Using the records below, give the number of lines where the string "true" shows up. Add nothing to it.
>>>
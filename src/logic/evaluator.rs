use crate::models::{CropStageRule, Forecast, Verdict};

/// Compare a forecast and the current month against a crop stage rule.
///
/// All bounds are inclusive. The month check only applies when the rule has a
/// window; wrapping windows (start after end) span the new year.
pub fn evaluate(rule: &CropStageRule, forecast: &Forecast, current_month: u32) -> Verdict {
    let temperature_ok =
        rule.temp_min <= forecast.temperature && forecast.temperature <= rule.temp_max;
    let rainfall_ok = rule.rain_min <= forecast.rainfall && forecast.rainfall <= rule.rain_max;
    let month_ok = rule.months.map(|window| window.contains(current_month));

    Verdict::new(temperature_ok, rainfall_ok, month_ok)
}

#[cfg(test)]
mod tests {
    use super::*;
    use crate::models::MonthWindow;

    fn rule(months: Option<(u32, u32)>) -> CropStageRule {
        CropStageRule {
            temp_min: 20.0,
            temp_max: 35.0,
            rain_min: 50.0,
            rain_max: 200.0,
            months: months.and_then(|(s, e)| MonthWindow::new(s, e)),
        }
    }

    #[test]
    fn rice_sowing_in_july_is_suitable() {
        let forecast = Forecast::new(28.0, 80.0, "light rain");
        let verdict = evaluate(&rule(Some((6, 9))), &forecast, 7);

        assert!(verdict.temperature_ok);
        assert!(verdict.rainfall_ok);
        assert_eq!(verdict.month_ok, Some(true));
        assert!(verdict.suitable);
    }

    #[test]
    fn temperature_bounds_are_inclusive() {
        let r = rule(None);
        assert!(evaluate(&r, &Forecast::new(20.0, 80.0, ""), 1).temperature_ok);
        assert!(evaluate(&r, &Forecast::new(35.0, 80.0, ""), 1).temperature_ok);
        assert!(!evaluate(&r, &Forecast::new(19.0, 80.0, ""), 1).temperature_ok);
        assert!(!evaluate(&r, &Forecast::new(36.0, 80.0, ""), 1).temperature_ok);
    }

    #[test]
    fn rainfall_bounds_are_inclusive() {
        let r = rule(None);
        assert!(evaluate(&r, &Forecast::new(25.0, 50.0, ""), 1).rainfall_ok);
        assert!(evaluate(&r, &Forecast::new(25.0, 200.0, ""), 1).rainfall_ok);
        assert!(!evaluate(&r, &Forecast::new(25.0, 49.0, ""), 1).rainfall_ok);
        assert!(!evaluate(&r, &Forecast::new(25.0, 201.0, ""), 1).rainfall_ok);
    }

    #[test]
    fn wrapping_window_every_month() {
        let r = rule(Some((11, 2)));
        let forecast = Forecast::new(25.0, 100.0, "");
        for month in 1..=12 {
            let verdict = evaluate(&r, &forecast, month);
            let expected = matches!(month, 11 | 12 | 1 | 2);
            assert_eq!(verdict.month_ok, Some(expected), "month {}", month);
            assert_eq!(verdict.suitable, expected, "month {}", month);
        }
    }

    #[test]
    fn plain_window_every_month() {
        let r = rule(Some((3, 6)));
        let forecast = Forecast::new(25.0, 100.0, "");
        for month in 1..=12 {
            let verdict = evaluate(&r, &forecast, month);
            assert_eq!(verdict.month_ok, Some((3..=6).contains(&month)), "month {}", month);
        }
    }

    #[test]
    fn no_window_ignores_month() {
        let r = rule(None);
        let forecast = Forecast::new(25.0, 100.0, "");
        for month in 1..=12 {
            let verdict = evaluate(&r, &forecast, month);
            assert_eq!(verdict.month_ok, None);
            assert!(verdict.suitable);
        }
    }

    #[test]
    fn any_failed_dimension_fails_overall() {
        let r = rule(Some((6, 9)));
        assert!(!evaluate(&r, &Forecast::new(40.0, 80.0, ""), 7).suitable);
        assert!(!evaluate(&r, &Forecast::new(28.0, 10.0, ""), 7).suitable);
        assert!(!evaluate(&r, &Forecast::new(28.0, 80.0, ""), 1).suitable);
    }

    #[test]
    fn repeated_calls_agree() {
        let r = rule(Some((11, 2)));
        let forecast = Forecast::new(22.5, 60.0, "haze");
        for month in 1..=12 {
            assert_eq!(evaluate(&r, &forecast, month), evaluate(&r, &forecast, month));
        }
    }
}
<<<
>>>
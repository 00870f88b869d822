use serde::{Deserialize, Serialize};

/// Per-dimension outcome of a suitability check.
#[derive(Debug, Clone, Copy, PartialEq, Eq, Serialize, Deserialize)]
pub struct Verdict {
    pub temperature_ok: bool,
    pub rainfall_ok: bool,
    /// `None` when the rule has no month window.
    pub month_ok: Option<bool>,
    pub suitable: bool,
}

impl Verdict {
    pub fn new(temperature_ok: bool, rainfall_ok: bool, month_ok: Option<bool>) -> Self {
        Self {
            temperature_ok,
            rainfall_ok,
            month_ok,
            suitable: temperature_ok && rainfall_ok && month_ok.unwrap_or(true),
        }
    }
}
<<<
>>>
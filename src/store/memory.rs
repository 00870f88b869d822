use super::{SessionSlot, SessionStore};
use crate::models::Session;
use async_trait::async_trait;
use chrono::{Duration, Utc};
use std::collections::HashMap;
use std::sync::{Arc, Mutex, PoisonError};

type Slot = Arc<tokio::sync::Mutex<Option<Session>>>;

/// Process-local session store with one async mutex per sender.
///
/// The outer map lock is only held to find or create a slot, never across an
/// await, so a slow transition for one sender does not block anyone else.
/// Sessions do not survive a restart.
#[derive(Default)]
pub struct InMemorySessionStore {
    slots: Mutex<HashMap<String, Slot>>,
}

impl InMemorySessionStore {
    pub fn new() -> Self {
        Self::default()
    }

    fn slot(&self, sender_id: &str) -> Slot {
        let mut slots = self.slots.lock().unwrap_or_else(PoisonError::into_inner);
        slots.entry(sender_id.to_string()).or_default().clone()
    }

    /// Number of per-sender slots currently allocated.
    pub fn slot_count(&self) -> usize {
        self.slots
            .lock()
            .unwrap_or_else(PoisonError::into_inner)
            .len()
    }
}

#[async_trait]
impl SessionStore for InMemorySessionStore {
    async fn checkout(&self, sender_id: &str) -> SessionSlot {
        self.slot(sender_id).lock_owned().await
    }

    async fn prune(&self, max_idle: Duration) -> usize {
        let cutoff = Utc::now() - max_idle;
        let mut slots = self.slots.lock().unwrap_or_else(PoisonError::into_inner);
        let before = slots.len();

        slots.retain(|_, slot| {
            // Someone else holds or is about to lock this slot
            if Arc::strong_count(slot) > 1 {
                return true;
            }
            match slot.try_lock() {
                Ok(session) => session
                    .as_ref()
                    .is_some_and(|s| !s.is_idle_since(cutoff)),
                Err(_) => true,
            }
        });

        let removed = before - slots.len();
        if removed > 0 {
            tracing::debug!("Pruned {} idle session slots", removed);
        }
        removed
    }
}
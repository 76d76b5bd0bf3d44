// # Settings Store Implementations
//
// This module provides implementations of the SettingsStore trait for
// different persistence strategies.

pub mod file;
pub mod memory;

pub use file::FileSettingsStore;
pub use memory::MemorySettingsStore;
<<<
» OUTPUT OF THE TASK:
4